Date: Tuesday, October 16, 2012
Time: 12:00-3:00pm
Location: TSRB 125


Committee:

  • Dr. Blair MacIntyre, School of Interactive Computing, Advisor
  • Dr. Beth Mynatt, School of Interactive Computing
  • Dr. Ellen Yi-Luen Do, School of Interactive Computing & School of Industrial Design
  • Dr. Katherine Isbister, Computer Science and Engineering, New York University’s Polytechnic Institute in Brooklyn, and the New York University Game Center
  • Dr. John Sharp, The New School for Design, Parsons


Abstract:
Reality-based interfaces bring new design opportunities to social games.
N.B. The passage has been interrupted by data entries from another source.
//! Common test utilities for E2E testing with mocks.
//!
//! This module provides a test fixture that creates an in-process server
//! with a mock call provider and a temporary SQLite store, so the HTTP
//! surface can be exercised without reaching a real voice provider.

#![allow(dead_code)]

use std::sync::Arc;

use axum::body::Body;
use axum::http::{Request, StatusCode};
use axum::Router;
use http_body_util::BodyExt;
use serde_json::Value;
use tempfile::TempDir;
use tower::ServiceExt;

use ringback_core::{
    testing::MockCallProvider, CallProvider, CallService, CallsConfig, SqliteUserStore, UserStore,
};
use ringback_server::state::AppState;

/// Re-export fixtures for test convenience
pub use ringback_core::testing::fixtures;

/// Test fixture for E2E testing with mock dependencies.
///
/// # Example
///
/// ```rust,ignore
/// #[tokio::test]
/// async fn test_call() {
///     let fixture = TestFixture::new().await;
///     fixture.provider.push_status("completed", Some("hi")).await;
///
///     let response = fixture.post("/api/phone/number", json!({
///         "phone-number": "+15551234567"
///     })).await;
///
///     assert_eq!(response.status, 201);
/// }
/// ```
pub struct TestFixture {
    /// The Axum router for testing
    pub router: Router,
    /// Mock call provider - script execution statuses and failures
    pub provider: Arc<MockCallProvider>,
    /// User store backing the router
    pub store: Arc<SqliteUserStore>,
    /// Temporary directory for the test database
    pub temp_dir: TempDir,
}

/// Response from a test request
#[derive(Debug)]
pub struct TestResponse {
    pub status: StatusCode,
    pub body: Value,
    /// Raw body text (for non-JSON responses)
    pub text: String,
}

impl TestFixture {
    /// Create a new test fixture polling at most 30 times with no delay.
    pub async fn new() -> Self {
        Self::with_calls_config(fixtures::fast_calls_config(30)).await
    }

    /// Create a test fixture with custom call settings.
    pub async fn with_calls_config(calls: CallsConfig) -> Self {
        let temp_dir = TempDir::new().expect("Failed to create temp dir");
        let db_path = temp_dir.path().join("test.db");

        let provider = Arc::new(MockCallProvider::new());
        let store = Arc::new(SqliteUserStore::new(&db_path).expect("Failed to create user store"));

        let mut config = fixtures::config(calls.clone());
        config.database.path = db_path;

        let service = Arc::new(CallService::new(
            Arc::clone(&provider) as Arc<dyn CallProvider>,
            Arc::clone(&store) as Arc<dyn UserStore>,
            &calls,
        ));

        let state = Arc::new(AppState::new(config, service));
        let router = ringback_server::api::create_router(state);

        Self {
            router,
            provider,
            store,
            temp_dir,
        }
    }

    /// Send a GET request to the test server.
    pub async fn get(&self, path: &str) -> TestResponse {
        self.request("GET", path, None).await
    }

    /// Send a POST request with JSON body.
    pub async fn post(&self, path: &str, body: Value) -> TestResponse {
        self.request("POST", path, Some(body)).await
    }

    /// Send a POST request with raw string body (for testing malformed JSON).
    pub async fn post_raw(&self, path: &str, body: &str) -> TestResponse {
        self.send(
            Request::builder()
                .method("POST")
                .uri(path)
                .header("Content-Type", "application/json")
                .body(Body::from(body.to_string()))
                .unwrap(),
        )
        .await
    }

    /// Send a request to the test server.
    async fn request(&self, method: &str, path: &str, body: Option<Value>) -> TestResponse {
        let request_builder = Request::builder().method(method).uri(path);

        let request = if let Some(json_body) = body {
            request_builder
                .header("Content-Type", "application/json")
                .body(Body::from(serde_json::to_string(&json_body).unwrap()))
                .unwrap()
        } else {
            request_builder.body(Body::empty()).unwrap()
        };

        self.send(request).await
    }

    async fn send(&self, request: Request<Body>) -> TestResponse {
        let response = self
            .router
            .clone()
            .oneshot(request)
            .await
            .expect("Failed to send request");

        let status = response.status();
        let body_bytes = response
            .into_body()
            .collect()
            .await
            .expect("Failed to collect body")
            .to_bytes();

        let text = String::from_utf8_lossy(&body_bytes).to_string();
        let body: Value = if body_bytes.is_empty() {
            Value::Null
        } else {
            serde_json::from_slice(&body_bytes).unwrap_or(Value::Null)
        };

        TestResponse { status, body, text }
    }
}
These novel game interfaces, exemplified by Wii, Kinect, and Smart phones, leverage players’ existing physics, bodily, environmental, and social skills. Moreover, they enable a shared hybrid physical-digital space in which the players’ co-presence can be enhanced by their physical and digital co-location. However, many digital social games occupy players’ attention with the digital display and content, reducing their attention spent on one another and limiting the synchronization of actions and emotions among players. How do we design technologies that do not interfere with social play but enhance and innovate it?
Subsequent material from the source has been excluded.